Collected data entries:
use crate::error::{ClientError, Result};
use serde::{Deserialize, Serialize};
use std::collections::HashMap;
use std::fmt;
use std::str::FromStr;
use url::Url;

/// Base URL used when neither the config file nor the environment supplies one
pub const DEFAULT_BASE_URL: &str = "http://127.0.0.1:8000";

/// Request timeout used when none is configured
pub const DEFAULT_TIMEOUT_SECONDS: u64 = 30;

/// Environment variable that overrides the configured base URL
pub const API_URL_ENV: &str = "CEFR_API_URL";

/// Language of user-facing messages and metric labels
#[derive(Debug, Clone, Copy, Default, PartialEq, Eq, Hash, Deserialize, Serialize)]
#[serde(rename_all = "lowercase")]
pub enum Locale {
    #[default]
    En,
    Uk,
}

impl Locale {
    pub fn code(self) -> &'static str {
        match self {
            Locale::En => "en",
            Locale::Uk => "uk",
        }
    }
}

impl fmt::Display for Locale {
    fn fmt(&self, f: &mut fmt::Formatter<'_>) -> fmt::Result {
        f.write_str(self.code())
    }
}

impl FromStr for Locale {
    type Err = ClientError;

    fn from_str(s: &str) -> Result<Self> {
        match s.trim().to_ascii_lowercase().as_str() {
            "en" => Ok(Locale::En),
            "uk" | "ua" => Ok(Locale::Uk),
            other => Err(ClientError::invalid_config(format!(
                "Unknown locale '{}'. Supported locales: en, uk",
                other
            ))),
        }
    }
}

/// Client configuration: where the classifier lives and how to talk to it
#[derive(Debug, Clone, PartialEq, Deserialize, Serialize)]
#[serde(default)]
pub struct ClientConfig {
    /// Base URL of the classifier and statistics service
    pub base_url: String,
    /// Request timeout in seconds
    pub timeout_seconds: u64,
    /// Language of user-facing messages
    pub locale: Locale,
    /// Extra headers sent with every request
    pub headers: Option<HashMap<String, String>>,
}

impl Default for ClientConfig {
    fn default() -> Self {
        Self {
            base_url: DEFAULT_BASE_URL.to_string(),
            timeout_seconds: DEFAULT_TIMEOUT_SECONDS,
            locale: Locale::default(),
            headers: None,
        }
    }
}

impl ClientConfig {
    /// Resolve an API path such as `/api/predict` against the base URL.
    ///
    /// The path is appended to the base URL as-is, so a base URL with a path
    /// prefix (`https://host/cefr`) keeps that prefix.
    pub fn endpoint(&self, path: &str) -> std::result::Result<Url, url::ParseError> {
        let base = self.base_url.trim_end_matches('/');
        if path.starts_with('/') {
            Url::parse(&format!("{}{}", base, path))
        } else {
            Url::parse(&format!("{}/{}", base, path))
        }
    }

    /// Apply overrides from the process environment
    pub fn with_env_overrides(self) -> Self {
        self.with_overrides_from(|key| std::env::var(key).ok())
    }

    /// Apply overrides using the given variable lookup
    pub fn with_overrides_from<F>(mut self, lookup: F) -> Self
    where
        F: Fn(&str) -> Option<String>,
    {
        if let Some(url) = lookup(API_URL_ENV).filter(|value| !value.trim().is_empty()) {
            self.base_url = url.trim().to_string();
        }
        self
    }
}

#[cfg(test)]
mod tests {
    use super::*;

    #[test]
    fn test_default_config() {
        let config = ClientConfig::default();
        assert_eq!(config.base_url, "http://127.0.0.1:8000");
        assert_eq!(config.timeout_seconds, 30);
        assert_eq!(config.locale, Locale::En);
        assert!(config.headers.is_none());
    }

    #[test]
    fn test_endpoint_joining() {
        let mut config = ClientConfig::default();
        assert_eq!(
            config.endpoint("/api/predict").unwrap().as_str(),
            "http://127.0.0.1:8000/api/predict"
        );

        config.base_url = "https://levels.example.com/cefr/".to_string();
        assert_eq!(
            config.endpoint("/api/stats").unwrap().as_str(),
            "https://levels.example.com/cefr/api/stats"
        );
        assert_eq!(
            config.endpoint("api/stats").unwrap().as_str(),
            "https://levels.example.com/cefr/api/stats"
        );
    }

    #[test]
    fn test_endpoint_with_invalid_base() {
        let config = ClientConfig {
            base_url: "not a url".to_string(),
            ..ClientConfig::default()
        };
        assert!(config.endpoint("/api/predict").is_err());
    }

    #[test]
    fn test_env_override() {
        let config = ClientConfig::default().with_overrides_from(|key| {
            (key == API_URL_ENV).then(|| " http://10.0.0.5:9000 ".to_string())
        });
        assert_eq!(config.base_url, "http://10.0.0.5:9000");

        let unchanged = ClientConfig::default().with_overrides_from(|_| Some(String::new()));
        assert_eq!(unchanged.base_url, DEFAULT_BASE_URL);
    }

    #[test]
    fn test_locale_parsing() {
        assert_eq!("en".parse::<Locale>().unwrap(), Locale::En);
        assert_eq!("UK".parse::<Locale>().unwrap(), Locale::Uk);
        assert_eq!("ua".parse::<Locale>().unwrap(), Locale::Uk);
        assert!("de".parse::<Locale>().is_err());
        assert_eq!(Locale::Uk.to_string(), "uk");
    }

    #[test]
    fn test_partial_toml_uses_defaults() {
        let config: ClientConfig = toml::from_str(r#"locale = "uk""#).unwrap();
        assert_eq!(config.locale, Locale::Uk);
        assert_eq!(config.base_url, DEFAULT_BASE_URL);
        assert_eq!(config.timeout_seconds, DEFAULT_TIMEOUT_SECONDS);
    }
}
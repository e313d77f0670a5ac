use crate::config::types::ClientConfig;
use crate::error::{ClientError, Result};
use std::path::Path;

/// Configuration loader trait
pub trait ConfigLoader {
    fn load_from_file<P: AsRef<Path>>(path: P) -> Result<ClientConfig>;
    fn load_or_default<P: AsRef<Path>>(path: P) -> Result<ClientConfig>;
}

/// Default configuration loader implementation
pub struct DefaultConfigLoader;

impl ConfigLoader for DefaultConfigLoader {
    /// Load configuration from a cefr.toml file
    fn load_from_file<P: AsRef<Path>>(path: P) -> Result<ClientConfig> {
        let path_ref = path.as_ref();

        if !path_ref.exists() {
            return Err(ClientError::ConfigNotFound {
                path: path_ref.to_path_buf(),
            });
        }

        let content = std::fs::read_to_string(path_ref).map_err(ClientError::Io)?;

        // Parse TOML with the file name in the error
        let config: ClientConfig = toml::from_str(&content).map_err(|e| {
            ClientError::invalid_config(format!(
                "Failed to parse TOML in {}: {}",
                path_ref.display(),
                e
            ))
        })?;

        Ok(config)
    }

    /// Load configuration from file, falling back to defaults when the file is absent
    fn load_or_default<P: AsRef<Path>>(path: P) -> Result<ClientConfig> {
        match Self::load_from_file(path) {
            Err(ClientError::ConfigNotFound { .. }) => Ok(ClientConfig::default()),
            other => other,
        }
    }
}

// Convenience functions maintaining the API
impl ClientConfig {
    /// Create a new config builder
    pub fn builder() -> crate::config::builder::ClientConfigBuilder {
        crate::config::builder::ClientConfigBuilder::new()
    }

    /// Load configuration from a cefr.toml file
    pub fn load_from_file<P: AsRef<Path>>(path: P) -> Result<Self> {
        DefaultConfigLoader::load_from_file(path)
    }

    /// Load configuration, using defaults when the file does not exist
    pub fn load_or_default<P: AsRef<Path>>(path: P) -> Result<Self> {
        DefaultConfigLoader::load_or_default(path)
    }
}

#[cfg(test)]
mod tests {
    use super::*;
    use crate::config::Locale;
    use std::fs;
    use tempfile::tempdir;

    #[test]
    fn test_load_from_file() {
        let dir = tempdir().unwrap();
        let path = dir.path().join("cefr.toml");
        fs::write(
            &path,
            r#"
base_url = "https://levels.example.com"
timeout_seconds = 10
locale = "uk"

[headers]
"X-Client" = "cli"
"#,
        )
        .unwrap();

        let config = ClientConfig::load_from_file(&path).unwrap();
        assert_eq!(config.base_url, "https://levels.example.com");
        assert_eq!(config.timeout_seconds, 10);
        assert_eq!(config.locale, Locale::Uk);
        assert_eq!(
            config.headers.unwrap().get("X-Client").map(String::as_str),
            Some("cli")
        );
    }

    #[test]
    fn test_missing_file() {
        let dir = tempdir().unwrap();
        let path = dir.path().join("missing.toml");

        let result = ClientConfig::load_from_file(&path);
        assert!(matches!(result, Err(ClientError::ConfigNotFound { .. })));

        let config = ClientConfig::load_or_default(&path).unwrap();
        assert_eq!(config, ClientConfig::default());
    }

    #[test]
    fn test_invalid_toml_mentions_path() {
        let dir = tempdir().unwrap();
        let path = dir.path().join("cefr.toml");
        fs::write(&path, "timeout_seconds = \"soon\"").unwrap();

        let error = ClientConfig::load_or_default(&path).unwrap_err();
        assert!(error.to_string().contains("Failed to parse TOML"));
        assert!(error.to_string().contains("cefr.toml"));
    }
}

## Brief
Every line in the records above with the string "builder" in it should be shown.

## Result below
    /// Create a new config builder
    pub fn builder() -> crate::config::builder::ClientConfigBuilder {
        crate::config::builder::ClientConfigBuilder::new()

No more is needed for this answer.